impl PythonBackend {
    pub fn new(config: PythonConfig) -> Self {
        let host_name = CString::new(config.host_module.as_str())
            .unwrap_or_else(|_| c"studio_host".to_owned());
        let home = config.home.as_ref().map(|home| home.to_string_lossy().into_owned());
        Self {
            config,
            host_name,
            state: Mutex::new(PythonState {
                phase: Phase::Uninitialized,
                owns_runtime: false,
                home,
                host: None,
                search_paths: SearchPathSet::new(),
                modules: HashMap::new(),
            }),
        }
    }

    pub fn config(&self) -> &PythonConfig {
        &self.config
    }

    /// Bootstrap with `home` as the runtime home directory, unless the
    /// runtime is already up. Returns whether the runtime is usable.
    pub fn bootstrap_with_home(&self, home: Option<&str>) -> bool {
        let mut state = self.state.lock();
        if let Some(home) = home.filter(|home| !home.is_empty()) {
            if state.phase == Phase::Uninitialized {
                state.home = Some(home.to_string());
            }
        }
        self.ensure_ready(&mut state).is_some()
    }

    fn ensure_ready(&self, state: &mut PythonState) -> Option<&'static PythonApi> {
        match state.phase {
            Phase::Ready => host::runtime().map(host::PythonRuntime::api),
            Phase::Unavailable | Phase::Finalized => None,
            Phase::Uninitialized => match self.initialize(state) {
                Ok(api) => {
                    state.phase = Phase::Ready;
                    Some(api)
                }
                Err(err) => {
                    tracing::warn!(
                        language = "Python",
                        error = %err,
                        "Failed to load Python runtime"
                    );
                    state.phase = Phase::Unavailable;
                    None
                }
            },
        }
    }

    fn initialize(&self, state: &mut PythonState) -> Result<&'static PythonApi, ScriptingError> {
        let library_dir = self
            .config
            .library_dir
            .as_ref()
            .map(|dir| dir.to_string_lossy().into_owned())
            .unwrap_or_default();
        let runtime = host::bind(&library_dir, &self.config.library_name)?;
        let api = runtime.api();

        let bootstrap_error = |reason: &str| ScriptingError::Bootstrap {
            language: ScriptLanguage::Python,
            reason: reason.to_string(),
        };

        // SAFETY: `api` is a complete binding of the interpreter library.
        // After initialization the main thread state is released, so all
        // later work goes through `GilGuard`.
        unsafe {
            if (api.Py_IsInitialized)() == 0 {
                if let Some(home) = state.home.as_deref() {
                    set_home(api, home).map_err(|reason| bootstrap_error(&reason))?;
                }
                (api.Py_InitializeEx)(0);
                if (api.Py_IsInitialized)() == 0 {
                    return Err(bootstrap_error("interpreter did not initialize"));
                }
                (api.PyEval_SaveThread)();
                state.owns_runtime = true;
            }

            let gil = GilGuard::acquire(api);
            match self.install_host(api) {
                Ok(host) => state.host = Some(host),
                Err(reason) => {
                    drop(gil);
                    if state.owns_runtime {
                        finalize(api);
                        state.owns_runtime = false;
                    }
                    return Err(bootstrap_error(&reason));
                }
            }
        }

        tracing::info!(library = %runtime.library_path().display(), "Loaded Python runtime");
        Ok(api)
    }

    /// Create, import and wire up the host module. The GIL must be held.
    unsafe fn install_host(&self, api: &PythonApi) -> Result<PyPtr, String> {
        let name = self.config.host_module.as_str();
        // SAFETY: GIL held per the caller.
        unsafe {
            if !host::install_host_module(api, &self.host_name) {
                api.print_error();
                return Err(format!("could not create host module {name}"));
            }
            let module = (api.PyImport_ImportModule)(self.host_name.as_ptr());
            let Some(module) = PyPtr::new(module) else {
                api.print_error();
                return Err(format!("error importing {name}"));
            };
            if !host::run_source(api, "__studio_bootstrap__", &host::stream_redirect_source(name)) {
                (api.Py_DecRef)(module.as_ptr());
                return Err("output redirect failed".to_string());
            }
            Ok(module)
        }
    }

    /// Import `script` and inject the host surface. The GIL must be held.
    unsafe fn import_module(
        &self,
        api: &PythonApi,
        host: PyPtr,
        script: &Script,
    ) -> Option<LoadedModule> {
        let name = CString::new(script.file()).ok()?;
        // SAFETY: GIL held per the caller.
        unsafe {
            let name_obj = (api.PyUnicode_FromString)(name.as_ptr());
            if name_obj.is_null() {
                api.print_error();
                return None;
            }
            let module = (api.PyImport_Import)(name_obj);
            (api.Py_DecRef)(name_obj);
            let Some(module) = PyPtr::new(module) else {
                api.print_error();
                return None;
            };

            let mut loaded = LoadedModule {
                name,
                module,
                handlers: Vec::new(),
            };
            let injected = inject_surface(api, module, host, &self.host_name, script.dir())
                && call_hook(api, module, c"script_load").is_ok();
            claim_pending(&mut loaded, script);

            if injected {
                Some(loaded)
            } else {
                release_module(api, loaded);
                None
            }
        }
    }
}

/// Point the runtime at its home directory before initialization.
unsafe fn set_home(api: &PythonApi, home: &str) -> Result<(), String> {
    let home_c = CString::new(home).map_err(|_| format!("invalid home path {home}"))?;
    // SAFETY: pre-initialization calls permitted by the runtime. The decoded
    // string must outlive the interpreter, so it is never freed.
    unsafe {
        let wide = (api.Py_DecodeLocale)(home_c.as_ptr(), null_mut());
        if wide.is_null() {
            return Err(format!("could not decode home path {home}"));
        }
        (api.Py_SetPythonHome)(wide);
    }
    Ok(())
}

/// Take the lock without releasing it afterwards and finalize.
unsafe fn finalize(api: &PythonApi) {
    // SAFETY: the interpreter is initialized; the lock state dies with it.
    unsafe {
        (api.PyGILState_Ensure)();
        if (api.Py_FinalizeEx)() != 0 {
            tracing::warn!(language = "Python", "Python runtime reported errors while finalizing");
        }
    }
}

unsafe fn set_attr(
    api: &PythonApi,
    target: PyPtr,
    name: *const c_char,
    value: *mut PyObject,
) -> bool {
    // SAFETY: GIL held per the caller.
    unsafe { !value.is_null() && (api.PyObject_SetAttrString)(target.as_ptr(), name, value) == 0 }
}

unsafe fn inject_surface(
    api: &PythonApi,
    module: PyPtr,
    host: PyPtr,
    host_name: &CString,
    dir: &str,
) -> bool {
    // SAFETY: GIL held per the caller.
    unsafe {
        if !set_attr(api, module, host_name.as_ptr(), host.as_ptr()) {
            api.print_error();
            return false;
        }
        let dir = api.new_string(dir);
        let ok = set_attr(api, module, c"__script_dir__".as_ptr(), dir);
        api.xdecref(dir);
        if !ok || !host::add_script_functions(api, module) {
            api.print_error();
            return false;
        }
    }
    true
}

About this task:
Set down the material above in full, keeping each line exactly as it is.

Answer box:
impl PythonBackend {
    pub fn new(config: PythonConfig) -> Self {
        let host_name = CString::new(config.host_module.as_str())
            .unwrap_or_else(|_| c"studio_host".to_owned());
        let home = config.home.as_ref().map(|home| home.to_string_lossy().into_owned());
        Self {
            config,
            host_name,
            state: Mutex::new(PythonState {
                phase: Phase::Uninitialized,
                owns_runtime: false,
                home,
                host: None,
                search_paths: SearchPathSet::new(),
                modules: HashMap::new(),
            }),
        }
    }

    pub fn config(&self) -> &PythonConfig {
        &self.config
    }

    /// Bootstrap with `home` as the runtime home directory, unless the
    /// runtime is already up. Returns whether the runtime is usable.
    pub fn bootstrap_with_home(&self, home: Option<&str>) -> bool {
        let mut state = self.state.lock();
        if let Some(home) = home.filter(|home| !home.is_empty()) {
            if state.phase == Phase::Uninitialized {
                state.home = Some(home.to_string());
            }
        }
        self.ensure_ready(&mut state).is_some()
    }

    fn ensure_ready(&self, state: &mut PythonState) -> Option<&'static PythonApi> {
        match state.phase {
            Phase::Ready => host::runtime().map(host::PythonRuntime::api),
            Phase::Unavailable | Phase::Finalized => None,
            Phase::Uninitialized => match self.initialize(state) {
                Ok(api) => {
                    state.phase = Phase::Ready;
                    Some(api)
                }
                Err(err) => {
                    tracing::warn!(
                        language = "Python",
                        error = %err,
                        "Failed to load Python runtime"
                    );
                    state.phase = Phase::Unavailable;
                    None
                }
            },
        }
    }

    fn initialize(&self, state: &mut PythonState) -> Result<&'static PythonApi, ScriptingError> {
        let library_dir = self
            .config
            .library_dir
            .as_ref()
            .map(|dir| dir.to_string_lossy().into_owned())
            .unwrap_or_default();
        let runtime = host::bind(&library_dir, &self.config.library_name)?;
        let api = runtime.api();

        let bootstrap_error = |reason: &str| ScriptingError::Bootstrap {
            language: ScriptLanguage::Python,
            reason: reason.to_string(),
        };

        // SAFETY: `api` is a complete binding of the interpreter library.
        // After initialization the main thread state is released, so all
        // later work goes through `GilGuard`.
        unsafe {
            if (api.Py_IsInitialized)() == 0 {
                if let Some(home) = state.home.as_deref() {
                    set_home(api, home).map_err(|reason| bootstrap_error(&reason))?;
                }
                (api.Py_InitializeEx)(0);
                if (api.Py_IsInitialized)() == 0 {
                    return Err(bootstrap_error("interpreter did not initialize"));
                }
                (api.PyEval_SaveThread)();
                state.owns_runtime = true;
            }

            let gil = GilGuard::acquire(api);
            match self.install_host(api) {
                Ok(host) => state.host = Some(host),
                Err(reason) => {
                    drop(gil);
                    if state.owns_runtime {
                        finalize(api);
                        state.owns_runtime = false;
                    }
                    return Err(bootstrap_error(&reason));
                }
            }
        }

        tracing::info!(library = %runtime.library_path().display(), "Loaded Python runtime");
        Ok(api)
    }

    /// Create, import and wire up the host module. The GIL must be held.
    unsafe fn install_host(&self, api: &PythonApi) -> Result<PyPtr, String> {
        let name = self.config.host_module.as_str();
        // SAFETY: GIL held per the caller.
        unsafe {
            if !host::install_host_module(api, &self.host_name) {
                api.print_error();
                return Err(format!("could not create host module {name}"));
            }
            let module = (api.PyImport_ImportModule)(self.host_name.as_ptr());
            let Some(module) = PyPtr::new(module) else {
                api.print_error();
                return Err(format!("error importing {name}"));
            };
            if !host::run_source(api, "__studio_bootstrap__", &host::stream_redirect_source(name)) {
                (api.Py_DecRef)(module.as_ptr());
                return Err("output redirect failed".to_string());
            }
            Ok(module)
        }
    }

    /// Import `script` and inject the host surface. The GIL must be held.
    unsafe fn import_module(
        &self,
        api: &PythonApi,
        host: PyPtr,
        script: &Script,
    ) -> Option<LoadedModule> {
        let name = CString::new(script.file()).ok()?;
        // SAFETY: GIL held per the caller.
        unsafe {
            let name_obj = (api.PyUnicode_FromString)(name.as_ptr());
            if name_obj.is_null() {
                api.print_error();
                return None;
            }
            let module = (api.PyImport_Import)(name_obj);
            (api.Py_DecRef)(name_obj);
            let Some(module) = PyPtr::new(module) else {
                api.print_error();
                return None;
            };

            let mut loaded = LoadedModule {
                name,
                module,
                handlers: Vec::new(),
            };
            let injected = inject_surface(api, module, host, &self.host_name, script.dir())
                && call_hook(api, module, c"script_load").is_ok();
            claim_pending(&mut loaded, script);

            if injected {
                Some(loaded)
            } else {
                release_module(api, loaded);
                None
            }
        }
    }
}

/// Point the runtime at its home directory before initialization.
unsafe fn set_home(api: &PythonApi, home: &str) -> Result<(), String> {
    let home_c = CString::new(home).map_err(|_| format!("invalid home path {home}"))?;
    // SAFETY: pre-initialization calls permitted by the runtime. The decoded
    // string must outlive the interpreter, so it is never freed.
    unsafe {
        let wide = (api.Py_DecodeLocale)(home_c.as_ptr(), null_mut());
        if wide.is_null() {
            return Err(format!("could not decode home path {home}"));
        }
        (api.Py_SetPythonHome)(wide);
    }
    Ok(())
}

/// Take the lock without releasing it afterwards and finalize.
unsafe fn finalize(api: &PythonApi) {
    // SAFETY: the interpreter is initialized; the lock state dies with it.
    unsafe {
        (api.PyGILState_Ensure)();
        if (api.Py_FinalizeEx)() != 0 {
            tracing::warn!(language = "Python", "Python runtime reported errors while finalizing");
        }
    }
}

unsafe fn set_attr(
    api: &PythonApi,
    target: PyPtr,
    name: *const c_char,
    value: *mut PyObject,
) -> bool {
    // SAFETY: GIL held per the caller.
    unsafe { !value.is_null() && (api.PyObject_SetAttrString)(target.as_ptr(), name, value) == 0 }
}

unsafe fn inject_surface(
    api: &PythonApi,
    module: PyPtr,
    host: PyPtr,
    host_name: &CString,
    dir: &str,
) -> bool {
    // SAFETY: GIL held per the caller.
    unsafe {
        if !set_attr(api, module, host_name.as_ptr(), host.as_ptr()) {
            api.print_error();
            return false;
        }
        let dir = api.new_string(dir);
        let ok = set_attr(api, module, c"__script_dir__".as_ptr(), dir);
        api.xdecref(dir);
        if !ok || !host::add_script_functions(api, module) {
            api.print_error();
            return false;
        }
    }
    true
}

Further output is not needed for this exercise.